Could you reproduce, word for word, everything below from the line containing "the other way." down to the line containing "assert_eq!(ranks.rank_of(RowId(2), 1).map(Rank::get), Some(1));", with both of those lines included and no others?

──────── TASK DATA

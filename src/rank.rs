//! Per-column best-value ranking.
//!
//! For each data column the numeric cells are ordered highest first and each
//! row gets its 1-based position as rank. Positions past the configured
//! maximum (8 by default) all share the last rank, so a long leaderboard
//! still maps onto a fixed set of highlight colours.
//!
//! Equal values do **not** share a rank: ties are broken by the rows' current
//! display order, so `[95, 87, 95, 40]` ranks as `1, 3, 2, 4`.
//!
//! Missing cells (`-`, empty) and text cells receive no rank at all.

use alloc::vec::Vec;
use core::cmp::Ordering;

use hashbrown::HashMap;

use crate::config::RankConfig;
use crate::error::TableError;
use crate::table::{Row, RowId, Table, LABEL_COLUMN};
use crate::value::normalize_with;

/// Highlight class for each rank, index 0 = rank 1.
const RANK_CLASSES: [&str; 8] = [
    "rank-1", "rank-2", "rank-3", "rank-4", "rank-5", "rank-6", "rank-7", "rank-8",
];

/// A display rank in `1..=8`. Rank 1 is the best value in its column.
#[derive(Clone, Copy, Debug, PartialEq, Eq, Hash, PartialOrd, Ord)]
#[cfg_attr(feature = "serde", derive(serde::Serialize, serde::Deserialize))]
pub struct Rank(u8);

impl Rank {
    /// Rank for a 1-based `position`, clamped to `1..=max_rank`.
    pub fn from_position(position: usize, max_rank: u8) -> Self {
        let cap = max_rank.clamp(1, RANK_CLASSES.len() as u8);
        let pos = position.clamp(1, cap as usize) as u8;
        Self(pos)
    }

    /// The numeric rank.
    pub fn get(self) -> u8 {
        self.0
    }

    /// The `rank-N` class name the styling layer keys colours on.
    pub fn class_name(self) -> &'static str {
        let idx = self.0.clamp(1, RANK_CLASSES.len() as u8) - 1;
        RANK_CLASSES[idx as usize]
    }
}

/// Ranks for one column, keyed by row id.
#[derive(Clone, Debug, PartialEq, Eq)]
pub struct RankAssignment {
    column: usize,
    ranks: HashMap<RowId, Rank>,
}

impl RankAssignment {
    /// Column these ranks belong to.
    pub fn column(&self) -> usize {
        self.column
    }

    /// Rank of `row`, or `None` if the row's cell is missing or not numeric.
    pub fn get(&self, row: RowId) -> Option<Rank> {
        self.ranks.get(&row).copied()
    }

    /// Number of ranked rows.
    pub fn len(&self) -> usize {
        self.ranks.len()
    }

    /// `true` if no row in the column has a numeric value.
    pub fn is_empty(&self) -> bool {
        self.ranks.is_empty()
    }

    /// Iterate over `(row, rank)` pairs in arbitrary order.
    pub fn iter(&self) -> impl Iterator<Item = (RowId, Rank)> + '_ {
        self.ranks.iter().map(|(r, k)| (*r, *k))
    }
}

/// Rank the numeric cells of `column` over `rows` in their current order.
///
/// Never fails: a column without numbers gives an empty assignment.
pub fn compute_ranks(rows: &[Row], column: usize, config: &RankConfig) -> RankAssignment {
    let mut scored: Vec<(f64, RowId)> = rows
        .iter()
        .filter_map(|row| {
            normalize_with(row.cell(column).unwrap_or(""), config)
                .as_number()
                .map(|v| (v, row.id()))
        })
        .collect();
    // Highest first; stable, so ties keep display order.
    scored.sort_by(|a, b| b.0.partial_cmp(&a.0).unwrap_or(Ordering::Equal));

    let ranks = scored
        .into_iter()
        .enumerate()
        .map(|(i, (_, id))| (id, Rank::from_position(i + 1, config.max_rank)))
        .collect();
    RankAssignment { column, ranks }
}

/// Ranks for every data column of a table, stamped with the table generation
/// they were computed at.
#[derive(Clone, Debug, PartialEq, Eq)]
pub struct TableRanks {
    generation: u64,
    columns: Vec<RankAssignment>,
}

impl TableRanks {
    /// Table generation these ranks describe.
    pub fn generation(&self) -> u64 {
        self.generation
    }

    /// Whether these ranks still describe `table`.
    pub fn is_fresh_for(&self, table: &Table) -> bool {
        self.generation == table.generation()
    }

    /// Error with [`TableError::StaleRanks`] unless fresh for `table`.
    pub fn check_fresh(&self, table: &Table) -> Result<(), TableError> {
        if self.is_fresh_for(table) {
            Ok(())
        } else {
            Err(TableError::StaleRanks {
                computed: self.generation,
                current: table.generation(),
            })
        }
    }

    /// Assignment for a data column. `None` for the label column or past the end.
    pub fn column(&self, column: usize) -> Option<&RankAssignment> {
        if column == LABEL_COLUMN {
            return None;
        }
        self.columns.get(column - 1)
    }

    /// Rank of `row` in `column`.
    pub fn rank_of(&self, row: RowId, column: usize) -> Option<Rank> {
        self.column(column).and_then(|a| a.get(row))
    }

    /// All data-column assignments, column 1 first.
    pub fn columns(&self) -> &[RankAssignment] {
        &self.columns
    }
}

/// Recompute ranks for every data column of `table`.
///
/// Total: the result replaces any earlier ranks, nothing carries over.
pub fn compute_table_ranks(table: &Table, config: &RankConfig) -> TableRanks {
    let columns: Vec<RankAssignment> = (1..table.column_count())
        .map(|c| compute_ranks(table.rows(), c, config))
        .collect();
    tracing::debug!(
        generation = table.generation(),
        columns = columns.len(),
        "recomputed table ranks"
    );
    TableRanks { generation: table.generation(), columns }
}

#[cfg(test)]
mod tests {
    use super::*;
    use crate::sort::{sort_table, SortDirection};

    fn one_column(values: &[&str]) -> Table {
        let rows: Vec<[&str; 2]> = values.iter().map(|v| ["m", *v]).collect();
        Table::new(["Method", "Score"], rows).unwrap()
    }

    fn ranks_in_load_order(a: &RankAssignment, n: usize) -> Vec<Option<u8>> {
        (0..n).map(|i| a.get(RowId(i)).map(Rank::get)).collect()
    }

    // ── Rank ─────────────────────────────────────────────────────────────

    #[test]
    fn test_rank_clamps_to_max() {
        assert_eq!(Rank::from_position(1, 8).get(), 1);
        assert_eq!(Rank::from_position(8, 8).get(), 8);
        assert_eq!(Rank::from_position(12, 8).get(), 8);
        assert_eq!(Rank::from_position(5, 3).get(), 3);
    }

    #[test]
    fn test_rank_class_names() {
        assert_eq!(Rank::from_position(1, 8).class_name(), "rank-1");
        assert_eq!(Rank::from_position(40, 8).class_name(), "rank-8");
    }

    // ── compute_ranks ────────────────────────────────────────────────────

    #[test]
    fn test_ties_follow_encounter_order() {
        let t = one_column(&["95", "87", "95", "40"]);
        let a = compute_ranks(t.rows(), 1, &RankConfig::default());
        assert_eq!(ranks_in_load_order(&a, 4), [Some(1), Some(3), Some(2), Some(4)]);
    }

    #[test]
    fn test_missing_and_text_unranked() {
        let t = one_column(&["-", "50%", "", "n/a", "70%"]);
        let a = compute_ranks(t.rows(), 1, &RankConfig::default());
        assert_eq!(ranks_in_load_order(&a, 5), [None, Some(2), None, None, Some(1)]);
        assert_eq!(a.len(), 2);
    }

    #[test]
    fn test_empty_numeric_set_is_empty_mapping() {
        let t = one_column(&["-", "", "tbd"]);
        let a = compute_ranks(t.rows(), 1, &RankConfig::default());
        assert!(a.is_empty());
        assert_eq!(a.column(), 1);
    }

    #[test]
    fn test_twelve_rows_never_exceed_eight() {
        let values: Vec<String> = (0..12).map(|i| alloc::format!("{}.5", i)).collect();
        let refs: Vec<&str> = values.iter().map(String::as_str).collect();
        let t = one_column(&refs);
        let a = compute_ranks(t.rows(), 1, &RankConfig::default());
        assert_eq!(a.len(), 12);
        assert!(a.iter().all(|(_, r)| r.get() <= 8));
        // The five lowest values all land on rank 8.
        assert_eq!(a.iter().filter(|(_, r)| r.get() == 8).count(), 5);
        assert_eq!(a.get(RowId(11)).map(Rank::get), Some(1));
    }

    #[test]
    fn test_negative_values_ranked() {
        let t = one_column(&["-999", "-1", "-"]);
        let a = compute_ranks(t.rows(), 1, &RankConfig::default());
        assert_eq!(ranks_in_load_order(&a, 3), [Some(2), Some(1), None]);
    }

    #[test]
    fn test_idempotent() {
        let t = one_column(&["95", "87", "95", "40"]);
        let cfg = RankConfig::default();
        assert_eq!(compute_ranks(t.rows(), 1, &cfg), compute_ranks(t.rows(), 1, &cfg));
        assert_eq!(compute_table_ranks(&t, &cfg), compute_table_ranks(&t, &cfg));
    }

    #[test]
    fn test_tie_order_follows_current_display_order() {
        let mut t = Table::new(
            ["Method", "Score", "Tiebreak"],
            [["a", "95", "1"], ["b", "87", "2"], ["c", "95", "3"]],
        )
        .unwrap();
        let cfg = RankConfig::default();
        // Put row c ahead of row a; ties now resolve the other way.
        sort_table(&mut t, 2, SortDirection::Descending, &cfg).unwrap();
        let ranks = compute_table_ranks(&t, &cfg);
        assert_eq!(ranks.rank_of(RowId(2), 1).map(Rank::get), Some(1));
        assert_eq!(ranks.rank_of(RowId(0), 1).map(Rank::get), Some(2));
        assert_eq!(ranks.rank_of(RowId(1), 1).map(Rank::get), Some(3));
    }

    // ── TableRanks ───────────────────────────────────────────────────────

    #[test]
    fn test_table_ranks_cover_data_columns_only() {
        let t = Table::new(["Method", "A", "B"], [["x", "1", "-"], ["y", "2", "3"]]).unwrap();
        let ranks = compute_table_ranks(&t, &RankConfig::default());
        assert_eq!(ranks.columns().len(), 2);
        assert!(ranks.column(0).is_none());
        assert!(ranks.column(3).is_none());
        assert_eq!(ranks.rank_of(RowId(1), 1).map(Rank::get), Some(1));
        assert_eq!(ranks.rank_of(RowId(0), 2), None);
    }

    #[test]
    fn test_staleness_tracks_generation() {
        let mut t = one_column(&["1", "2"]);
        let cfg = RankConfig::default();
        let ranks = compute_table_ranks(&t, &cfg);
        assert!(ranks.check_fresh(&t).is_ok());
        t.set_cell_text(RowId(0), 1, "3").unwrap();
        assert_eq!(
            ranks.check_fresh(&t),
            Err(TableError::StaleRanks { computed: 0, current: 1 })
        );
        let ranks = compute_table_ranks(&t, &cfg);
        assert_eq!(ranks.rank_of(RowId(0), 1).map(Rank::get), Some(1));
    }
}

────────────────
──────── TASK DATA

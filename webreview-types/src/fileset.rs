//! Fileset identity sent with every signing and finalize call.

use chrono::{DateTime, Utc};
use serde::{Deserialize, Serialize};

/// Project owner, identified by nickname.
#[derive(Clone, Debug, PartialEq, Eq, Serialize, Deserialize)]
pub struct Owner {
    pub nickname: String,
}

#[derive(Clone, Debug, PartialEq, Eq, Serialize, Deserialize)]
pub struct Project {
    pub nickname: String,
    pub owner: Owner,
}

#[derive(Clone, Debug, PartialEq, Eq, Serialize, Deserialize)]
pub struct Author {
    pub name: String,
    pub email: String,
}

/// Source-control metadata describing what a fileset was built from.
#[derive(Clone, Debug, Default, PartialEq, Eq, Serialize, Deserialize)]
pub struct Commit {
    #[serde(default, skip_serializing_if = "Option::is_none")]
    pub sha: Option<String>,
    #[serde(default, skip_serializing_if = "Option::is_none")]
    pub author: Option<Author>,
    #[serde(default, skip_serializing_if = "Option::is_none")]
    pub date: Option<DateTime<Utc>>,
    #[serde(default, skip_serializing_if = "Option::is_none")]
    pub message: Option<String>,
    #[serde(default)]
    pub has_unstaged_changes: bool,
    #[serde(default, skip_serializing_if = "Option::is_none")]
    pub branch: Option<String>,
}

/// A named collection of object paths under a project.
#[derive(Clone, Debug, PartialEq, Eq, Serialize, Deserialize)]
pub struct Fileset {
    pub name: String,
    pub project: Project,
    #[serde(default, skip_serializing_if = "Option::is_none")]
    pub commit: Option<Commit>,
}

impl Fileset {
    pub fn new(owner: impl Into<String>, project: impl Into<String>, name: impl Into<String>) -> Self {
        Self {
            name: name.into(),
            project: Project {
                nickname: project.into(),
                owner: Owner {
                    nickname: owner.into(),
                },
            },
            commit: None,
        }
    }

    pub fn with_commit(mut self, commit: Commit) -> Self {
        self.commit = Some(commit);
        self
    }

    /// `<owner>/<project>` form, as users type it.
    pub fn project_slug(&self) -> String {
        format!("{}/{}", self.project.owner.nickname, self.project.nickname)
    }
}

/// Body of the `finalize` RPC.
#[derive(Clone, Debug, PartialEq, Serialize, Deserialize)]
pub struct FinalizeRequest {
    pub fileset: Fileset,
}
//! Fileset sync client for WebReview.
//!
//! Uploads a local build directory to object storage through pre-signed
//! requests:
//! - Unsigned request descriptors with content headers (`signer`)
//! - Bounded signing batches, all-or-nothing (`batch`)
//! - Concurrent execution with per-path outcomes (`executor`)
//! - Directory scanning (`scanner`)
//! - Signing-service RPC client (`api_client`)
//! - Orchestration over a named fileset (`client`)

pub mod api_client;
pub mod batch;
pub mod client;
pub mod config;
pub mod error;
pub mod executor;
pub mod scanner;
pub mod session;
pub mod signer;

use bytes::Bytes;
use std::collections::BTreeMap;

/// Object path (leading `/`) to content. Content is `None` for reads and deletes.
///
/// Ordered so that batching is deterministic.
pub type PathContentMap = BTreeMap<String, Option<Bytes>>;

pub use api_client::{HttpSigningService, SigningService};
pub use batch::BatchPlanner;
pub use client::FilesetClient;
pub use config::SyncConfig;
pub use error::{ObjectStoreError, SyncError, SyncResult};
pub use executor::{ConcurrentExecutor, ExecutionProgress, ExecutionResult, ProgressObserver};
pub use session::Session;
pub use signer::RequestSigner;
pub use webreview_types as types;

────────────────
──────── TASK DATA

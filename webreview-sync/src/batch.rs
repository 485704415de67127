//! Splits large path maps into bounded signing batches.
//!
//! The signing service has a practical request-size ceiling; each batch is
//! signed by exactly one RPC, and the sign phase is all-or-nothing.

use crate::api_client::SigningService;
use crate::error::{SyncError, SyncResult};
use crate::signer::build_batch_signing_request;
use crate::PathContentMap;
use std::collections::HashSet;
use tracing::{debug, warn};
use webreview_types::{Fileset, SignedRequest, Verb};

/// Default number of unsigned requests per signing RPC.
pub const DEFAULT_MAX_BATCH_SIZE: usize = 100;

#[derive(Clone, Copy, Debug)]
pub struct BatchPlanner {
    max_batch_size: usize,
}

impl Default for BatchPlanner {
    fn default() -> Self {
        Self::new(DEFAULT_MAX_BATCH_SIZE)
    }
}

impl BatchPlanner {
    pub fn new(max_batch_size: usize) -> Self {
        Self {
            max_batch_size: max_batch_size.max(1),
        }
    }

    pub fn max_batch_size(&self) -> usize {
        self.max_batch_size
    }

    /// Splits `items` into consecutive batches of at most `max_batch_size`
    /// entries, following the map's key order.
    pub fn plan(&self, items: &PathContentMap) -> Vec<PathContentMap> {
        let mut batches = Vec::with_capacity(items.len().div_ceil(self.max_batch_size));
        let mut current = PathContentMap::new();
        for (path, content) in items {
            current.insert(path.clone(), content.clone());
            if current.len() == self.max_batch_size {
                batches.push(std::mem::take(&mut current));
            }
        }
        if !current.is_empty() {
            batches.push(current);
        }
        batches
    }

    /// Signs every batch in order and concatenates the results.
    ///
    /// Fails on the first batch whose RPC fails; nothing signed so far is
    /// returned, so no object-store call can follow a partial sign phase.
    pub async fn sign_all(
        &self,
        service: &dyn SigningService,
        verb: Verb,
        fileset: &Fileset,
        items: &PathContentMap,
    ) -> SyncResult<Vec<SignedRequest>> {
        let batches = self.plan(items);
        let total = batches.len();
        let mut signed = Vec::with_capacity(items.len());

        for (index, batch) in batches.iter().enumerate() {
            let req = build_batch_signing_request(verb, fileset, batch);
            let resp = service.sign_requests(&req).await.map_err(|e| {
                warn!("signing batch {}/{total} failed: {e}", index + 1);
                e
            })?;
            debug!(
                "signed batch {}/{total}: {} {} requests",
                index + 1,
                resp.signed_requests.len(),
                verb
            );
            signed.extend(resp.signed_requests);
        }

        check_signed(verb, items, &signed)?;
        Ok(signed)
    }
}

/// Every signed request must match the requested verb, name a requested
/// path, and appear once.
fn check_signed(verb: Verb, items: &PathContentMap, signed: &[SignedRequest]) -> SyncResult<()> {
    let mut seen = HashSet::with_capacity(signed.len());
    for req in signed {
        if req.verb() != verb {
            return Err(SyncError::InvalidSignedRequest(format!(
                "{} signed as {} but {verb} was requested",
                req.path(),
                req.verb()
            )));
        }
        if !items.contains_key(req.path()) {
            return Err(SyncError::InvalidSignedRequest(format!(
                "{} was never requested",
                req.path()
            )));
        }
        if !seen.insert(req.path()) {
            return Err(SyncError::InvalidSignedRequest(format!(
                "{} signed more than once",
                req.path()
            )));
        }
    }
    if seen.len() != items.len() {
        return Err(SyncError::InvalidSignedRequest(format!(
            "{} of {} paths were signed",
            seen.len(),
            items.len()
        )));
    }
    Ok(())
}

────────────────

OUTPUT BELOW:
        // Put row c ahead of row a; ties now resolve the other way.
        sort_table(&mut t, 2, SortDirection::Descending, &cfg).unwrap();
        let ranks = compute_table_ranks(&t, &cfg);
        assert_eq!(ranks.rank_of(RowId(2), 1).map(Rank::get), Some(1));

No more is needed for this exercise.